As nozes estão entre os mais nutritivos de todos os alimentos vegetais e contêm proteínas valiosas. As plantas com nozes comestíveis crescem em todas as zonas climáticas e continentes do mundo, exceto no Ártico. Algumas nozes das zonas temperadas são nozes, avelãs ou avelãs, amêndoas, nozes, bolotas, faia e pinhões. As nozes das zonas tropicais incluem cocos, castanhas do Brasil, castanhas de caju e nozes de macadâmia. A seguir estão algumas nozes comestíveis:

uma. Noz inglesa. No estado selvagem, esta noz é encontrada desde o sudeste da Europa, cruzando a Ásia até a China. É abundante no Himalaia e cresce em uma árvore que às vezes chega a 18 metros de altura. As folhas da árvore são divididas, o que é uma característica de todas as espécies de nogueiras. A noz em si é envolvida por uma casca externa espessa que deve ser removida para alcançar a casca interna dura da noz. O caroço da noz amadurece no outono (fig. B – 30).

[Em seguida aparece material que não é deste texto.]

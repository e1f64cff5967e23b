use std::path::PathBuf;

use anyhow::Result;
use clap::{Parser, Subcommand};

use symjoin::commands;
use symjoin::commands::join::JoinArgs;
use symjoin::commands::util::parse_image_base;

/// Deterministic correlation of debug-symbol, source-parse, and
/// decompiler views of one compiled binary.
///
/// This CLI is a thin wrapper around `align-core` (exposed in code as
/// `align_core`). All substantive logic lives in the library so it can
/// be tested thoroughly and reused from other frontends.
#[derive(Parser, Debug)]
#[command(
    name = "symjoin",
    version,
    about = "Correlate debug-symbol, source-parse, and decompiler views of a binary",
    long_about = None
)]
struct Cli {
    #[command(subcommand)]
    command: Command,
}

#[derive(Subcommand, Debug)]
enum Command {
    /// Map debug-symbol functions to parsed source spans by
    /// line-attribution overlap.
    Align {
        /// Debug-symbol functions document (JSON).
        #[arg(long)]
        dwarf: PathBuf,

        /// Structural source-span inventory (JSON).
        #[arg(long)]
        spans: PathBuf,

        /// Directory of preprocessed translation units (*.i).
        #[arg(long)]
        preprocessed: PathBuf,

        /// Output directory for alignment_pairs.json / alignment_report.json.
        #[arg(long)]
        out: PathBuf,

        /// Optional profile YAML overriding the v1 defaults.
        #[arg(long)]
        profile: Option<PathBuf>,

        /// Optional runs-ledger SQLite file to record this invocation.
        #[arg(long)]
        runs_db: Option<PathBuf>,
    },

    /// Map debug-symbol functions to decompiler functions by byte-range
    /// overlap and emit the joined dataset.
    Join {
        /// Debug-symbol functions document (JSON).
        #[arg(long)]
        dwarf: PathBuf,

        /// Alignment pairs document produced by `align` (JSON).
        #[arg(long)]
        alignment: PathBuf,

        /// Decompiler function inventory (JSONL).
        #[arg(long)]
        ghidra_functions: PathBuf,

        /// Decompiler CFG summaries (JSONL).
        #[arg(long)]
        ghidra_cfg: Option<PathBuf>,

        /// Decompiler variable records (JSONL).
        #[arg(long)]
        ghidra_variables: Option<PathBuf>,

        /// Build-context provenance document (JSON).
        #[arg(long)]
        context: Option<PathBuf>,

        /// Image base to subtract from decompiler addresses (hex or decimal).
        #[arg(long, default_value = "0")]
        image_base: String,

        /// Output directory for joined_functions.jsonl / join_report.json.
        #[arg(long)]
        out: PathBuf,

        /// Optional profile YAML overriding the v1 defaults.
        #[arg(long)]
        profile: Option<PathBuf>,

        /// Optional runs-ledger SQLite file to record this invocation.
        #[arg(long)]
        runs_db: Option<PathBuf>,
    },

    /// Run both engines over every cell directory under a batch root.
    ///
    /// A cell that fails to load degrades to an explicit reject entry in
    /// the batch summary; the rest of the batch still completes.
    Batch {
        /// Directory containing one sub-directory per binary variant.
        #[arg(long)]
        root: PathBuf,

        /// Output root; per-cell outputs land in <out>/<cell>/.
        #[arg(long)]
        out: PathBuf,

        /// Optional alignment profile YAML.
        #[arg(long)]
        align_profile: Option<PathBuf>,

        /// Optional address-join profile YAML.
        #[arg(long)]
        join_profile: Option<PathBuf>,

        /// Optional runs-ledger SQLite file to record per-cell outcomes.
        #[arg(long)]
        runs_db: Option<PathBuf>,
    },

    /// List recorded engine runs from a ledger.
    Runs {
        /// Runs-ledger SQLite file.
        #[arg(long)]
        db: PathBuf,

        /// Only show runs for this binary.
        #[arg(long)]
        binary: Option<String>,

        /// Emit JSON instead of human-readable text.
        #[arg(long, default_value_t = false)]
        json: bool,
    },
}

fn main() -> Result<()> {
    tracing_subscriber::fmt()
        .with_env_filter(
            tracing_subscriber::EnvFilter::try_from_default_env()
                .unwrap_or_else(|_| tracing_subscriber::EnvFilter::new("warn")),
        )
        .with_writer(std::io::stderr)
        .init();

    let cli = Cli::parse();

    match cli.command {
        Command::Align { dwarf, spans, preprocessed, out, profile, runs_db } => {
            commands::align::align_command(
                &dwarf,
                &spans,
                &preprocessed,
                &out,
                profile.as_deref(),
                runs_db.as_deref(),
            )
        }
        Command::Join {
            dwarf,
            alignment,
            ghidra_functions,
            ghidra_cfg,
            ghidra_variables,
            context,
            image_base,
            out,
            profile,
            runs_db,
        } => commands::join::join_command(JoinArgs {
            dwarf: &dwarf,
            alignment: &alignment,
            ghidra_functions: &ghidra_functions,
            ghidra_cfg: ghidra_cfg.as_deref(),
            ghidra_variables: ghidra_variables.as_deref(),
            context: context.as_deref(),
            image_base: parse_image_base(&image_base)?,
            out: &out,
            profile_path: profile.as_deref(),
            runs_db: runs_db.as_deref(),
        }),
        Command::Batch { root, out, align_profile, join_profile, runs_db } => {
            commands::batch::batch_command(
                &root,
                &out,
                align_profile.as_deref(),
                join_profile.as_deref(),
                runs_db.as_deref(),
            )
        }
        Command::Runs { db, binary, json } => {
            commands::runs::runs_command(&db, binary.as_deref(), json)
        }
    }
}
use align_core::addrjoin::{run_address_join, AddressJoinInputs};
use align_core::io::loader::{
    DebugFunctionRecord, DebugFunctionsDoc, DecompFunctionRecord, RawRange,
};
use align_core::io::schema::{
    AlignmentPair, AlignmentPairsDoc, BuildContext, CandidateScore, JoinedFunctionRow,
    NonTargetEntry,
};
use align_core::model::{DeclSite, OracleVerdict};
use align_core::policy::profile::AddressJoinProfile;
use align_core::policy::verdict::{AlignVerdict, MatchKind};

fn oracle(id: &str, verdict: &str, ranges: &[(u64, u64)]) -> DebugFunctionRecord {
    DebugFunctionRecord {
        function_id: id.to_string(),
        name: Some(id.to_string()),
        verdict: verdict.to_string(),
        ranges: ranges
            .iter()
            .map(|(low, high)| RawRange { low: format!("{low:#x}"), high: format!("{high:#x}") })
            .collect(),
        ..Default::default()
    }
}

fn match_pair(id: &str, ratio: f64, n_candidates: usize) -> AlignmentPair {
    AlignmentPair {
        function_id: id.to_string(),
        function_name: Some(id.to_string()),
        oracle_verdict: OracleVerdict::Accept,
        decl: DeclSite::default(),
        best_span_id: Some(format!("tu.i:0:40:{id}")),
        best_tu_path: Some("tu.i".to_string()),
        best_span_name: Some(id.to_string()),
        overlap_count: 4,
        total_count: 4,
        overlap_ratio: ratio,
        gap_count: 0,
        verdict: AlignVerdict::Match,
        reasons: vec!["UNIQUE_BEST".to_string()],
        candidates: (0..n_candidates)
            .map(|i| CandidateScore {
                span_id: format!("tu.i:{i}:40:h{i}"),
                tu_path: "tu.i".to_string(),
                name: None,
                content_hash: format!("h{i}"),
                overlap_count: 4,
                overlap_ratio: ratio,
                gap_count: 0,
            })
            .collect(),
    }
}

fn decomp(id: &str, low: u64, high: u64) -> DecompFunctionRecord {
    DecompFunctionRecord {
        function_id: id.to_string(),
        name: id.to_string(),
        entry_va: low,
        body_start_va: Some(low),
        body_end_va: Some(high),
        decompile_status: "OK".to_string(),
        ..Default::default()
    }
}

fn context() -> BuildContext {
    BuildContext {
        binary_sha256: "sha".to_string(),
        job_id: "job1".to_string(),
        test_case: "t01".to_string(),
        opt: "O0".to_string(),
        variant: "debug".to_string(),
        builder_profile_id: "builder-v1".to_string(),
        ghidra_binary_sha256: None,
        ghidra_variant: None,
    }
}

fn alignment(pairs: Vec<AlignmentPair>, non_targets: Vec<NonTargetEntry>) -> AlignmentPairsDoc {
    AlignmentPairsDoc {
        package_name: String::new(),
        joiner_version: String::new(),
        schema_version: String::new(),
        profile_id: String::new(),
        binary_sha256: "sha".to_string(),
        build_id: None,
        oracle_profile_id: String::new(),
        source_profile_id: String::new(),
        pairs,
        non_targets,
    }
}

fn row<'a>(rows: &'a [JoinedFunctionRow], id: &str) -> &'a JoinedFunctionRow {
    rows.iter().find(|r| r.dwarf_function_id == id).unwrap()
}

#[test]
fn perfect_row_is_gold() {
    let debug_doc = DebugFunctionsDoc {
        binary_sha256: "sha".to_string(),
        functions: vec![oracle("f1", "ACCEPT", &[(0x1000, 0x1040)])],
        ..Default::default()
    };
    let align_doc = alignment(vec![match_pair("f1", 1.0, 1)], Vec::new());
    let decomp_functions = vec![decomp("g1", 0x1000, 0x1040)];

    let (rows, report) = run_address_join(
        AddressJoinInputs {
            debug_doc: &debug_doc,
            alignment: &align_doc,
            decomp_functions: &decomp_functions,
            decomp_cfg: &[],
            decomp_variables: &[],
            image_base: 0,
        },
        &context(),
        &AddressJoinProfile::v1(),
    )
    .unwrap();

    let r = row(&rows, "f1");
    assert_eq!(r.ghidra_match_kind, MatchKind::JoinedStrong);
    assert!(r.is_high_confidence);
    assert_eq!(r.confidence_tier, "GOLD");
    assert_eq!(r.hc_reject_reason, None);
    assert!(report.invariant_violations.is_empty());
    assert_eq!(report.high_confidence.high_confidence_count, 1);
}

#[test]
fn multiple_candidates_drop_to_silver_with_gate_name() {
    let debug_doc = DebugFunctionsDoc {
        functions: vec![oracle("f1", "ACCEPT", &[(0x1000, 0x1040)])],
        ..Default::default()
    };
    let align_doc = alignment(vec![match_pair("f1", 1.0, 2)], Vec::new());
    let decomp_functions = vec![decomp("g1", 0x1000, 0x1040)];

    let (rows, _) = run_address_join(
        AddressJoinInputs {
            debug_doc: &debug_doc,
            alignment: &align_doc,
            decomp_functions: &decomp_functions,
            decomp_cfg: &[],
            decomp_variables: &[],
            image_base: 0,
        },
        &context(),
        &AddressJoinProfile::v1(),
    )
    .unwrap();

    let r = row(&rows, "f1");
    assert!(!r.is_high_confidence);
    assert_eq!(r.hc_reject_reason.as_deref(), Some("ALIGN_UNIQUE"));
    assert_eq!(r.confidence_tier, "SILVER");
}

#[test]
fn warn_verdict_with_strong_join_is_bronze() {
    let debug_doc = DebugFunctionsDoc {
        functions: vec![oracle("f1", "WARN", &[(0x1000, 0x1040)])],
        ..Default::default()
    };
    let align_doc = alignment(vec![match_pair("f1", 1.0, 1)], Vec::new());
    let decomp_functions = vec![decomp("g1", 0x1000, 0x1040)];

    let (rows, _) = run_address_join(
        AddressJoinInputs {
            debug_doc: &debug_doc,
            alignment: &align_doc,
            decomp_functions: &decomp_functions,
            decomp_cfg: &[],
            decomp_variables: &[],
            image_base: 0,
        },
        &context(),
        &AddressJoinProfile::v1(),
    )
    .unwrap();

    let r = row(&rows, "f1");
    assert_eq!(r.hc_reject_reason.as_deref(), Some("ORACLE_ACCEPT"));
    assert_eq!(r.confidence_tier, "BRONZE");
    assert!(r.eligible_for_join);
    assert!(!r.eligible_for_gold);
}

#[test]
fn rangeless_function_is_no_range_never_non_target() {
    let debug_doc = DebugFunctionsDoc {
        functions: vec![oracle("f1", "REJECT", &[])],
        ..Default::default()
    };
    let align_doc = alignment(
        Vec::new(),
        vec![NonTargetEntry {
            function_id: "f1".to_string(),
            name: Some("f1".to_string()),
            oracle_verdict: OracleVerdict::Reject,
            oracle_reasons: Vec::new(),
            decl: DeclSite::default(),
        }],
    );
    let decomp_functions = vec![decomp("g1", 0x1000, 0x1040)];

    let (rows, report) = run_address_join(
        AddressJoinInputs {
            debug_doc: &debug_doc,
            alignment: &align_doc,
            decomp_functions: &decomp_functions,
            decomp_cfg: &[],
            decomp_variables: &[],
            image_base: 0,
        },
        &context(),
        &AddressJoinProfile::v1(),
    )
    .unwrap();

    let r = row(&rows, "f1");
    assert_eq!(r.ghidra_match_kind, MatchKind::NoRange);
    assert_eq!(r.ghidra_func_id, None);
    assert_eq!(r.exclusion_reason.as_deref(), Some("NO_RANGE"));
    assert_eq!(r.confidence_tier, "");
    assert_eq!(report.exclusion_summary.n_no_range, 1);
    assert_eq!(report.exclusion_summary.n_non_target, 0);
    assert!(report.invariant_violations.is_empty());
}

#[test]
fn two_functions_in_one_decompiled_body_are_flagged_fat() {
    let debug_doc = DebugFunctionsDoc {
        functions: vec![
            oracle("f1", "ACCEPT", &[(0x1000, 0x1040)]),
            oracle("f2", "ACCEPT", &[(0x1040, 0x1080)]),
        ],
        ..Default::default()
    };
    let align_doc =
        alignment(vec![match_pair("f1", 1.0, 1), match_pair("f2", 1.0, 1)], Vec::new());
    // One oversized decompiled function swallowing both.
    let decomp_functions = vec![decomp("g_big", 0x1000, 0x1080)];

    let (rows, report) = run_address_join(
        AddressJoinInputs {
            debug_doc: &debug_doc,
            alignment: &align_doc,
            decomp_functions: &decomp_functions,
            decomp_cfg: &[],
            decomp_variables: &[],
            image_base: 0,
        },
        &context(),
        &AddressJoinProfile::v1(),
    )
    .unwrap();

    for id in ["f1", "f2"] {
        let r = row(&rows, id);
        assert!(r.fat_function_multi_dwarf);
        assert_eq!(r.n_dwarf_funcs_per_ghidra_func, 2);
        assert_eq!(r.ghidra_func_id.as_deref(), Some("g_big"));
    }
    assert_eq!(report.decompiler.n_fat_functions, 2);
    assert_eq!(report.decompiler.n_many_to_one_ghidra_funcs, 1);
    assert_eq!(report.collision_summary.max_dwarf_per_ghidra, 2);
    assert_eq!(report.collision_summary.top_collisions.len(), 1);
}

#[test]
fn thunk_match_fails_the_noise_gate() {
    let debug_doc = DebugFunctionsDoc {
        functions: vec![oracle("f1", "ACCEPT", &[(0x1000, 0x1040)])],
        ..Default::default()
    };
    let align_doc = alignment(vec![match_pair("f1", 1.0, 1)], Vec::new());
    let mut g = decomp("g1", 0x1000, 0x1040);
    g.is_thunk = true;

    let (rows, _) = run_address_join(
        AddressJoinInputs {
            debug_doc: &debug_doc,
            alignment: &align_doc,
            decomp_functions: &[g],
            decomp_cfg: &[],
            decomp_variables: &[],
            image_base: 0,
        },
        &context(),
        &AddressJoinProfile::v1(),
    )
    .unwrap();

    let r = row(&rows, "f1");
    assert!(!r.is_high_confidence);
    assert_eq!(r.hc_reject_reason.as_deref(), Some("NOT_NOISE"));
    assert!(r.is_thunk);
    assert!(r.is_import_proxy);
}

#[test]
fn fatal_warning_blocks_high_confidence_and_is_flagged() {
    let debug_doc = DebugFunctionsDoc {
        functions: vec![oracle("f1", "ACCEPT", &[(0x1000, 0x1040)])],
        ..Default::default()
    };
    let align_doc = alignment(vec![match_pair("f1", 1.0, 1)], Vec::new());
    let mut g = decomp("g1", 0x1000, 0x1040);
    g.warnings = vec!["DECOMPILE_TIMEOUT".to_string()];

    let (rows, _) = run_address_join(
        AddressJoinInputs {
            debug_doc: &debug_doc,
            alignment: &align_doc,
            decomp_functions: &[g],
            decomp_cfg: &[],
            decomp_variables: &[],
            image_base: 0,
        },
        &context(),
        &AddressJoinProfile::v1(),
    )
    .unwrap();

    let r = row(&rows, "f1");
    assert_eq!(r.hc_reject_reason.as_deref(), Some("NO_FATAL_WARNING"));
    assert!(r.decompiler_quality_flags.iter().any(|f| f == "FATAL_WARNING"));
    assert_eq!(r.confidence_tier, "SILVER");
}

#[test]
fn goto_heavy_decompilation_is_flagged() {
    let debug_doc = DebugFunctionsDoc {
        functions: vec![oracle("f1", "ACCEPT", &[(0x1000, 0x1040)])],
        ..Default::default()
    };
    let align_doc = alignment(vec![match_pair("f1", 1.0, 1)], Vec::new());
    let mut g = decomp("g1", 0x1000, 0x1040);
    g.c_raw = "goto a;\ngoto b;\ngoto c;\n".to_string();
    g.c_line_count = 10;

    let (rows, _) = run_address_join(
        AddressJoinInputs {
            debug_doc: &debug_doc,
            alignment: &align_doc,
            decomp_functions: &[g],
            decomp_cfg: &[],
            decomp_variables: &[],
            image_base: 0,
        },
        &context(),
        &AddressJoinProfile::v1(),
    )
    .unwrap();

    let r = row(&rows, "f1");
    assert!(r.decompiler_quality_flags.iter().any(|f| f == "HIGH_GOTO_DENSITY"));
    // Goto density alone does not gate high confidence.
    assert!(r.is_high_confidence);
}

b. Avelã (Filbert). As avelãs são encontradas em grandes áreas dos Estados Unidos, especialmente na metade oriental do país. Eles também crescem na Europa e no leste da Ásia, desde o Himalaia até a China e o Japão. Crescendo principalmente em arbustos de 6 a 12 pés de altura, as avelãs existem em matagais densos ao longo das margens dos riachos e locais abertos. A noz é envolvida por uma casca de pescoço comprido e eriçada que amadurece no outono. Pode ser comido tanto no estágio seco quanto verde fresco, e um grande valor alimentar pode ser derivado de seu conteúdo de óleo (fig. B-31).

c. castanha. As castanhas selvagens são muito úteis como alimento de sobrevivência. Eles crescem no centro e no sul da Europa, da Ásia central à China e ao Japão. A castanha europeia é a variedade mais comum que cresce ao longo da orla dos prados e é uma árvore da floresta com cerca de 18 metros de altura. A noz madura ou verde pode ser preparada torrando-a em brasas ou fervendo o grão que está dentro da casca. Se a noz for fervida, amasse-a como batatas antes de comê-la (fig. B-32).

d. Amêndoa. A amêndoa selvagem cresce nas zonas semidesérticas do sul da Europa, zona oriental do Mediterrâneo, Irão, Arábia, China, Madeira, Açores e Ilhas Canárias. A amendoeira se assemelha a um pessegueiro e às vezes atinge 12 metros de altura. O fruto, encontrado em cachos por toda a árvore, parece um pouco com um pêssego nodoso e não amadurecido, com seu caroço (a amêndoa) coberto com uma casca espessa e lanosa seca. Para extrair a amêndoa, divida a fruta ao lado e esmague a pedra dura. Reúna e descasque-os em grandes quantidades como reserva de alimento (fig. B-33).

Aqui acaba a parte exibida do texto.